In environments where node auto-scaling is available, auto-scaling is triggered in situations where pods cannot be scheduled to any existing node
due to lack of resources. In situations where pod requests for CPU/Memory are low, auto-scaling may not be triggered since pods could still be
placed on existing nodes (per their low requests), even though in practice they do not have the needed resources as they near their (much higher)
limits and might be in danger of eviction due to OOM situations.
Auto-scaling works best when jobs are created with limit=request. In this situation, once resources are not sufficient, new jobs are not scheduled to any existing node, and new nodes are automatically added to accommodate them.
Auto-scaling is a node-group configuration.
Mounting persistent storage#
In some instances, you might need to mount a file-system to your container to persist data. This can be done with native K8s PVC's or the V3IO data layer for Iguazio clusters. See Attach storage to functions for more information on the storage options.
# Mount persistent storage - V3IO
fn.apply(mlrun.mount_v3io())
# Mount persistent storage - PVC
fn.apply(
mlrun.platforms.mount_pvc(
pvc_name="data-claim", volume_name="data", volume_mount_path="/data"
)
)
Preventing stuck pods#
The runtimes spec has four "state_threshold" attributes that can determine when to abort a run. Once a threshold is passed and the run is in the matching state, the API monitoring aborts the run, deletes its resources, sets the run state to aborted, and issues a "status_text" message.

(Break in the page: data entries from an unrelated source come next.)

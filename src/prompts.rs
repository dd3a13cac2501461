//! Embedded prompt templates for the nine agents.
//!
//! Templates are compiled into the binary and rendered through handlebars.
//! Before rendering, every placeholder an agent declares is resolved from
//! the task inputs; anything absent is substituted with the literal
//! [`NOT_AVAILABLE`] so a partially filled context never fails a render.
//! Strict mode stays on, so a template variable outside the declared
//! placeholder set is a hard error rather than a silent empty string.

use std::collections::BTreeMap;

use handlebars::{no_escape, Handlebars};

use crate::error::Error;
use crate::executor::TaskInputs;

/// Literal substituted for any declared placeholder with no matching input.
pub const NOT_AVAILABLE: &str = "Not available";

/// Daily itinerary generation.
pub const PLAN: &str = r#"You are an expert travel planner.

Trip details:
- Destination: {{location}}
- Dates: {{startDate}} to {{endDate}}
- Budget: {{budget}}
- Travel style: {{travelStyle}}
- Eco-friendly: {{ecoFriendly}}
- Dynamic replanning: {{dynamicReplanning}}

Generate a daily itinerary with time slots, place names, address, description,
weather, entry fees, and transport method clearly.
The output must be JSON only, no text explanations:
[
  {
    "day": 1,
    "date": "YYYY-MM-DD",
    "slots": [
      {
        "time": "09:00",
        "duration": "2 hours",
        "place": "Name",
        "address": "Address",
        "description": "Short description",
        "weather": "Sunny, 22C",
        "entry_fee": "$10",
        "transport_method": "Subway"
      }
    ]
  }
]
"#;

/// Detailed cost breakdown.
pub const BUDGET: &str = r#"You are a travel budget analyst.

Trip details:
- Destination: {{location}}
- Dates: {{startDate}} to {{endDate}}
- Budget: {{budget}}
- Travel style: {{travelStyle}}
- Eco-friendly: {{ecoFriendly}}
- Dynamic replanning: {{dynamicReplanning}}

Calculate a detailed budget split:
- Accommodation, Meals, Transport, Activities, Shopping costs
- Provide a total that stays within the user's stated budget.
- The budget entered by the user is in Indian Rupees (INR).
Return JSON:
{
  "Accommodation": "$300",
  "Meals": "$180",
  "Transport": "$120",
  "Activities": "$150",
  "Shopping": "$100",
  "Total": "$850"
}
"#;

/// Cost-cutting suggestions over the current budget.
pub const OPTIMIZE_BUDGET: &str = r#"You are a cost optimizer for travel.

Trip details:
- Destination: {{location}}
- Dates: {{startDate}} to {{endDate}}
- Budget: {{budget}}
- Travel style: {{travelStyle}}
- Eco-friendly: {{ecoFriendly}}
- Dynamic replanning: {{dynamicReplanning}}

Suggest changes that reduce costs in categories such as accommodation,
meals, transport, or activities while retaining experience quality.
Return a new optimized budget breakdown as JSON.
"#;

/// Alternate itinerary under changed conditions.
pub const REPLAN: &str = r#"You are a replanning agent.

Trip details:
- Destination: {{location}}
- Dates: {{startDate}} to {{endDate}}
- Budget: {{budget}}
- Travel style: {{travelStyle}}
- Eco-friendly: {{ecoFriendly}}
- Dynamic replanning: {{dynamicReplanning}}

Given new conditions such as weather changes, event conflicts, or user
feedback, generate a new daily itinerary with revised timings and places
where needed.
Return the same structured JSON as the daily itinerary.
"#;

/// Single place lookup.
pub const PLACE_DETAILS: &str = r#"You are a place detail provider.

Place lookup:
- Place: {{place_name}}
- Location: {{location}}
- Date: {{date}}

Return entry fee, address, weather, a short description, top highlights,
nearby restaurants, a map link, and available transport.
Return structured JSON.
"#;

/// Local information for the destination.
pub const CITY_GUIDE: &str = r#"You are a city guide.

Trip details:
- Destination: {{location}}
- Dates: {{startDate}} to {{endDate}}
- Budget: {{budget}}
- Travel style: {{travelStyle}}
- Eco-friendly: {{ecoFriendly}}
- Dynamic replanning: {{dynamicReplanning}}

Return:
- Visa information
- Local customs
- Public transport tips
- Local events during the travel period
Return structured JSON.
"#;

/// Greener alternatives for the trip.
pub const ECO_SUGGESTIONS: &str = r#"You are a sustainable travel advisor.

Trip details:
- Destination: {{location}}
- Dates: {{startDate}} to {{endDate}}
- Budget: {{budget}}
- Travel style: {{travelStyle}}
- Eco-friendly: {{ecoFriendly}}
- Dynamic replanning: {{dynamicReplanning}}

Suggest:
- Greener transport options
- Eco-friendly activities
- Sustainable accommodation suggestions
Return structured JSON.
"#;

/// Hotel options by budget tier.
pub const HOTELS: &str = r#"You are a global hotel recommender.

Trip details:
- Destination: {{location}}
- Dates: {{startDate}} to {{endDate}}
- Budget: {{budget}}
- Travel style: {{travelStyle}}
- Eco-friendly: {{ecoFriendly}}
- Dynamic replanning: {{dynamicReplanning}}

Return hotel options by budget tier as JSON:
{
  "budget_hotels": [],
  "mid_range_hotels": [],
  "luxury_hotels": []
}
"#;

/// Context-aware travel chatbot.
pub const CHAT: &str = r#"You are TourMuse, an intelligent travel assistant capable of understanding
and modifying user itineraries with full context.

Here is the context:
- Current plan: {{current_plan}}
- Budget: {{budget}}
- Optimized budget: {{optimized_budget}}
- Replanned itinerary: {{replan}}
- Eco suggestions: {{eco_suggestions}}
- Hotels: {{hotels}}
- City guide: {{city_guide}}

User's message:
"{{user_message}}"

Using the above context:
- Answer the user's query precisely.
- If they request modifications, propose clear actionable changes to the
  itinerary, considering the budget, eco-friendliness, and user preferences.
- If they ask for information about a place, use the city guide and related
  context.
- Keep the response warm, helpful, and concise.
"#;

/// Handlebars wrapper shared by all prompt rendering.
pub struct Prompts {
    hbs: Handlebars<'static>,
}

impl Prompts {
    pub fn new() -> Self {
        let mut hbs = Handlebars::new();
        hbs.set_strict_mode(true);
        hbs.register_escape_fn(no_escape);
        Self { hbs }
    }

    /// Render `template` with every declared placeholder resolved from
    /// `inputs`, defaulting absentees to [`NOT_AVAILABLE`].
    pub fn render(
        &self,
        template: &str,
        placeholders: &[&str],
        inputs: &TaskInputs,
    ) -> Result<String, Error> {
        let mut data: BTreeMap<&str, String> = BTreeMap::new();
        for &name in placeholders {
            let value = inputs
                .resolve(name)
                .unwrap_or_else(|| NOT_AVAILABLE.to_string());
            data.insert(name, value);
        }
        Ok(self.hbs.render_template(template, &data)?)
    }
}

impl Default for Prompts {
    fn default() -> Self {
        Self::new()
    }
}

#[cfg(test)]
mod tests {
    use super::*;
    use crate::agent;
    use crate::capability::Capability;
    use proptest::prelude::*;

    fn trip_placeholders() -> &'static [&'static str] {
        agent::descriptor(Capability::Plan).agent.placeholders
    }

    #[test]
    fn absent_placeholders_render_as_not_available() {
        let chat = agent::descriptor(Capability::Chat);
        let mut inputs = TaskInputs::new();
        inputs.set("user_message", "hello");

        let rendered = Prompts::new()
            .render(chat.agent.template, chat.agent.placeholders, &inputs)
            .unwrap();

        assert!(rendered.contains("hello"));
        assert_eq!(rendered.matches(NOT_AVAILABLE).count(), 7);
    }

    #[test]
    fn present_placeholders_are_substituted() {
        let mut inputs = TaskInputs::new();
        inputs.set("location", "Paris");

        let rendered = Prompts::new()
            .render(PLAN, trip_placeholders(), &inputs)
            .unwrap();

        assert!(rendered.contains("Destination: Paris"));
        assert!(!rendered.contains("{{"));
    }

    #[test]
    fn values_are_not_html_escaped() {
        let mut inputs = TaskInputs::new();
        inputs.set("location", "Goa & Kochi <beaches>");

        let rendered = Prompts::new()
            .render(PLAN, trip_placeholders(), &inputs)
            .unwrap();

        assert!(rendered.contains("Goa & Kochi <beaches>"));
    }

    #[test]
    fn undeclared_template_variable_is_a_render_error() {
        let inputs = TaskInputs::new();
        let err = Prompts::new()
            .render("hello {{mystery}}", &[], &inputs)
            .unwrap_err();
        assert_eq!(err.kind(), "render");
    }

    proptest! {
        #[test]
        fn substitution_is_total_over_any_input_subset(
            present in proptest::sample::subsequence(
                trip_placeholders().to_vec(),
                0..=trip_placeholders().len(),
            )
        ) {
            let mut inputs = TaskInputs::new();
            for name in &present {
                inputs.set(*name, format!("{name}-value"));
            }

            let rendered = Prompts::new()
                .render(PLAN, trip_placeholders(), &inputs)
                .unwrap();

            prop_assert!(!rendered.contains("{{"));
            prop_assert_eq!(
                rendered.matches(NOT_AVAILABLE).count(),
                trip_placeholders().len() - present.len()
            );
        }
    }
}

The four states and their default thresholds are:
'pending_scheduled': '1h', #Scheduled and pending and therefore consumes resources
'pending_not_scheduled': '-1', #Scheduled but not pending, can continue to wait for resources
'image_pull_backoff': '1h', #Container running in a pod fails to pull the required image from a container registry
'executing': '24h' #Job is running
The thresholds are time strings constructed of value and scale pairs (e.g. "30 minutes 5h 1day").
To configure to infinity, use -1.
To change the state thresholds, use:
func.set_state_thresholds({"pending_not_scheduled": "1 min"})
For just the run, use:
func.run(
state_thresholds={"running": "1 min", "image_pull_backoff": "1 minute and 30s"}
)
Note
State thresholds are not supported for Nuclio/serving runtimes (since they have their own monitoring) or for the Dask runtime (which can be monitored by the client).
Setting the log level#
You can set the log level for individual functions.
To set the log level in the function itself:
context.logger.set_logger_level(level="WARN")To set the log level outside the function, using an environment variable:
func.set_env(name="MLRUN_LOG_LEVEL",value="WARN")To set the log level for a Nuclio function (Remote, Serving or Application runtime):
func.set_config(key="spec.loggerSinks", value=[{"level":"warn"}])
Valid values:
error
warn
info
debug
Custom logs#
Note
Custom logs are supported only for remote runs.
First set the logger format. The format_logger must include {timestamp}, {level}, {message}, {more}. You can add additional supported labels. This example adds {module}:
format_logger = "> {timestamp} [{level}] Running module: {module} {message} {more}"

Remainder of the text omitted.